Task item:
Look for the line that has "filename src/providers/gemini.rs" in the material below; please repeat it and every line after it, exactly, up to and including the line that has "impl Provider for", and nothing else.

Material provided:
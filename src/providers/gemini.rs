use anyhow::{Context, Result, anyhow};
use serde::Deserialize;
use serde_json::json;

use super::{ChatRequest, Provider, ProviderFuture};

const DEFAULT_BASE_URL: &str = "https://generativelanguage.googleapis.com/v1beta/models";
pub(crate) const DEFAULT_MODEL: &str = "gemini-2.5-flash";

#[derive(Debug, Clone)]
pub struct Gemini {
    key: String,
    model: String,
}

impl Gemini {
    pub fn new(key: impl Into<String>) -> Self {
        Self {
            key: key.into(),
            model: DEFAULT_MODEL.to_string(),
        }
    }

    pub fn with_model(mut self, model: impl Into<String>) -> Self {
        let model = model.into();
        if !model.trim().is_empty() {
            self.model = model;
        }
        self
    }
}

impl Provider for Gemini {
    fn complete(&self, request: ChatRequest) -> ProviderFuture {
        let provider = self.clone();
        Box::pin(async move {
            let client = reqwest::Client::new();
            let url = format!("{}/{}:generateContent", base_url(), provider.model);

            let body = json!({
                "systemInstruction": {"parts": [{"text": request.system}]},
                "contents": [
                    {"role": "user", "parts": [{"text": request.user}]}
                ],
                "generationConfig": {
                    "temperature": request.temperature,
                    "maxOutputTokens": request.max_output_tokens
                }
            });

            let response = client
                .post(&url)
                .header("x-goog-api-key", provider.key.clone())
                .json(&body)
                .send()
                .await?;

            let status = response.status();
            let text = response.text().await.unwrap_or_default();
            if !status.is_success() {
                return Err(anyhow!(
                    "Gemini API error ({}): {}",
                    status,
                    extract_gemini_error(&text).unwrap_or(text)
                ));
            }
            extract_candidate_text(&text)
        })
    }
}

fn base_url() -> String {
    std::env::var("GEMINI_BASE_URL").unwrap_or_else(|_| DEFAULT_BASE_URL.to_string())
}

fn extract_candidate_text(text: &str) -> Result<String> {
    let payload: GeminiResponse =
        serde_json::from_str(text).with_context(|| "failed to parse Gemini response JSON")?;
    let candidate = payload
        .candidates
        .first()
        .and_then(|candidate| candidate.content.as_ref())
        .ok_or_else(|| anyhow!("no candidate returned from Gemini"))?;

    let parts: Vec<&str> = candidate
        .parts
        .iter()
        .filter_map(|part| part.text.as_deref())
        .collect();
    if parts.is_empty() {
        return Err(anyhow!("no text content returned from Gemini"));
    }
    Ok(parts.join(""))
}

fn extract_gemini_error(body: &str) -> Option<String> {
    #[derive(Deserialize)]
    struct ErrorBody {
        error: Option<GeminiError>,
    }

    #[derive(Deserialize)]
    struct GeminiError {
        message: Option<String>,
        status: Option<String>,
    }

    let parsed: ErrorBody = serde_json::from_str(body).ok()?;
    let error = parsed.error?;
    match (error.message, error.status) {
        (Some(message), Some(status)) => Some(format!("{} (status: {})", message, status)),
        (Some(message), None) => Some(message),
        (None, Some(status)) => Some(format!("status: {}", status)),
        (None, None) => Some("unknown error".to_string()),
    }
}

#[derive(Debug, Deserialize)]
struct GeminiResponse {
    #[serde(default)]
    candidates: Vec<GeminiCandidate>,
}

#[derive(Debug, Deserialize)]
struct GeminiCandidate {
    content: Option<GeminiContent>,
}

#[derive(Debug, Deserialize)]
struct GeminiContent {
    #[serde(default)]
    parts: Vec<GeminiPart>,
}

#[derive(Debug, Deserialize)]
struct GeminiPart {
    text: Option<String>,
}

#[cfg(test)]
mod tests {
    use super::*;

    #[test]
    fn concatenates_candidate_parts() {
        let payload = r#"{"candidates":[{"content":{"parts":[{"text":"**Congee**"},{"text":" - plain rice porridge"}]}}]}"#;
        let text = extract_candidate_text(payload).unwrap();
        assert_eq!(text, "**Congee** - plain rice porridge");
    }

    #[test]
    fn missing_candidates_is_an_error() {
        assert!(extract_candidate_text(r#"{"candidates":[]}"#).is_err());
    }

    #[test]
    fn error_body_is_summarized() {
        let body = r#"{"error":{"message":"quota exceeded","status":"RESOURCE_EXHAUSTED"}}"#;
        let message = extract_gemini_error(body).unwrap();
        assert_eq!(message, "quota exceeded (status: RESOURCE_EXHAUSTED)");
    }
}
---
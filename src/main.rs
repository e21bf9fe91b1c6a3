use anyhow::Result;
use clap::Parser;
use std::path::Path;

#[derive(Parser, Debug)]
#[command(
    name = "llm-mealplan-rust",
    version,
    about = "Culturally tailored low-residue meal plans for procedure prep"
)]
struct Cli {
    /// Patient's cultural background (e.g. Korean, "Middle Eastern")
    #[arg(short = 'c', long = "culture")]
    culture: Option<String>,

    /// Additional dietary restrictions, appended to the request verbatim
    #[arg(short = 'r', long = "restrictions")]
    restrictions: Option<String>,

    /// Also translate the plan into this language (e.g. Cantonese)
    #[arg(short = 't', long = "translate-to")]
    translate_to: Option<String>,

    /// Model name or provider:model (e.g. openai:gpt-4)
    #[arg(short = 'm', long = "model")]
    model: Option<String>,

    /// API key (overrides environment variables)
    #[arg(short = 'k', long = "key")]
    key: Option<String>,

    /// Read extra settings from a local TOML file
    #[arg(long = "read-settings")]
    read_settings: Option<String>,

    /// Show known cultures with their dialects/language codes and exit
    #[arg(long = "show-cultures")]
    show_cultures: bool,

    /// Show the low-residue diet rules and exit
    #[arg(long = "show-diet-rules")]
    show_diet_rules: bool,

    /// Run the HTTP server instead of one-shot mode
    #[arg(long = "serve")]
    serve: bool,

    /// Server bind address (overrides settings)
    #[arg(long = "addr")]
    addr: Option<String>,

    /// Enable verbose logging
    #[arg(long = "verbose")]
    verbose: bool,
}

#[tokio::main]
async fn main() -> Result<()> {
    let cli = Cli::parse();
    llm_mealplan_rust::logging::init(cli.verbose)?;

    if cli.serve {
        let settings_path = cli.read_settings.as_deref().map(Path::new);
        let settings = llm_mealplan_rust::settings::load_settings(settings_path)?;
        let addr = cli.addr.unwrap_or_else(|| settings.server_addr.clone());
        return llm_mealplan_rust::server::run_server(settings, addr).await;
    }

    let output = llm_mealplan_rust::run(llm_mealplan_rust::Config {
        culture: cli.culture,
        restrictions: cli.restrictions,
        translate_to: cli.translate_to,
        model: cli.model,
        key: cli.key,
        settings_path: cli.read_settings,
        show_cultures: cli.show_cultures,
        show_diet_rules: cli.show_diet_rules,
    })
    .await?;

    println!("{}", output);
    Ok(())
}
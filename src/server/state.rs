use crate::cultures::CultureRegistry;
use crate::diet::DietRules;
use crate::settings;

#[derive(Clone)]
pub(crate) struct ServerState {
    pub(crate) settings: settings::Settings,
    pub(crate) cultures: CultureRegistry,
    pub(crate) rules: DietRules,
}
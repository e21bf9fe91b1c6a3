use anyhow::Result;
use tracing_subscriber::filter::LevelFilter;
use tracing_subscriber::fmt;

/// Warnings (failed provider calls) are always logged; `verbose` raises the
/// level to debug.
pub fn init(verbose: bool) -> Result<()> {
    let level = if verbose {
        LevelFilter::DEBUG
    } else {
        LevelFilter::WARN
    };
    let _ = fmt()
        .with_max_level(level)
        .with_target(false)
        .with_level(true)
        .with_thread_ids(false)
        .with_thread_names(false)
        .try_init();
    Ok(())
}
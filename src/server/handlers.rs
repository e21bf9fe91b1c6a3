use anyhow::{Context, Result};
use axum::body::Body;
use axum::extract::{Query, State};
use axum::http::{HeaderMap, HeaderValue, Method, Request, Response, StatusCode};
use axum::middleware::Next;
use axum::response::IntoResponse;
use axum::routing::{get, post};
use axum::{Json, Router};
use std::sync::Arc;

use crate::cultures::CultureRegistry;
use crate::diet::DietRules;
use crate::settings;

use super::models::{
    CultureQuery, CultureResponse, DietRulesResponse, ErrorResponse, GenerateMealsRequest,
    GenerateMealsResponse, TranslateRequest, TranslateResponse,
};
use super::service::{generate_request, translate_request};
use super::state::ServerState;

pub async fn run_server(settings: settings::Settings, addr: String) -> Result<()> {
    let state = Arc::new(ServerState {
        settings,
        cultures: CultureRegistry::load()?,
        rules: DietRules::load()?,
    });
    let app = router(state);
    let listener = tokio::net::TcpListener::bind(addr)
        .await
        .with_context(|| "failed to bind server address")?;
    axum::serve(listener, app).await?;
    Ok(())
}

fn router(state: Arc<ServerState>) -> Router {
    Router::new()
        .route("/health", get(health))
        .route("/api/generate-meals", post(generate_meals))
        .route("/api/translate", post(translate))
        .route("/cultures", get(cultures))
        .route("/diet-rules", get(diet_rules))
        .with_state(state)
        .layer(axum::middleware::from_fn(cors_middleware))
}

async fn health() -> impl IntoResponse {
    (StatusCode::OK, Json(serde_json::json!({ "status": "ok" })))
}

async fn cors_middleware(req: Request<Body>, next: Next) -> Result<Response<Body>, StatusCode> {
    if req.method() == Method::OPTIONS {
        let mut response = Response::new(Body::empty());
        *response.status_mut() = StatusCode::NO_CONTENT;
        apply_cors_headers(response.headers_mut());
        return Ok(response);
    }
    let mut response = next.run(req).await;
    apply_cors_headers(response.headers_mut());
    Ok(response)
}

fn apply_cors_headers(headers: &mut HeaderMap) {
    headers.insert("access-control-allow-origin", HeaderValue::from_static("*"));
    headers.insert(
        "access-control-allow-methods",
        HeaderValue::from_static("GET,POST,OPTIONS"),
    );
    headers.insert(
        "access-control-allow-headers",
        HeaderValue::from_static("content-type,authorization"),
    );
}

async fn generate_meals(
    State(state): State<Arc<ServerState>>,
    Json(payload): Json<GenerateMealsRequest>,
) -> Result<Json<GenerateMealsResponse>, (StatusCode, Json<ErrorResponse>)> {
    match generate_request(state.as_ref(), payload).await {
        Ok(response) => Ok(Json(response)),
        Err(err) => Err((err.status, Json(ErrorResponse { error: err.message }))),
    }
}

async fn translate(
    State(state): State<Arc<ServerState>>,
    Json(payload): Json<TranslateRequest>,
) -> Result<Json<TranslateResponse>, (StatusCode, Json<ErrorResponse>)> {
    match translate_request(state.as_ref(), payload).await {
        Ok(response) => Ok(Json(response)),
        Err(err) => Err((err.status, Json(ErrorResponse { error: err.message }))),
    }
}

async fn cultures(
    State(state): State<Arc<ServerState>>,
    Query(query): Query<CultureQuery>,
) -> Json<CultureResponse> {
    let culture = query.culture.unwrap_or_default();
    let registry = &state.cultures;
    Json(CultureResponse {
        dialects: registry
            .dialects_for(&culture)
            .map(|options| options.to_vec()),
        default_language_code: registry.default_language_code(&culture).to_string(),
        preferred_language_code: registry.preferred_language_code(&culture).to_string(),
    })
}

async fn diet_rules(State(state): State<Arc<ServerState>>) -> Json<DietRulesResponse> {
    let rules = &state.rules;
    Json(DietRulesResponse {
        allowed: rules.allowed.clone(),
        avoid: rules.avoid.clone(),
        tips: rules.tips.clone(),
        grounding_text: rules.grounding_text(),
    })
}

Solution to this exercise:
filename src/providers/gemini.rs
use anyhow::{Context, Result, anyhow};
use serde::Deserialize;
use serde_json::json;

use super::{ChatRequest, Provider, ProviderFuture};

const DEFAULT_BASE_URL: &str = "https://generativelanguage.googleapis.com/v1beta/models";
pub(crate) const DEFAULT_MODEL: &str = "gemini-2.5-flash";

#[derive(Debug, Clone)]
pub struct Gemini {
    key: String,
    model: String,
}

impl Gemini {
    pub fn new(key: impl Into<String>) -> Self {
        Self {
            key: key.into(),
            model: DEFAULT_MODEL.to_string(),
        }
    }

    pub fn with_model(mut self, model: impl Into<String>) -> Self {
        let model = model.into();
        if !model.trim().is_empty() {
            self.model = model;
        }
        self
    }
}

impl Provider for Gemini {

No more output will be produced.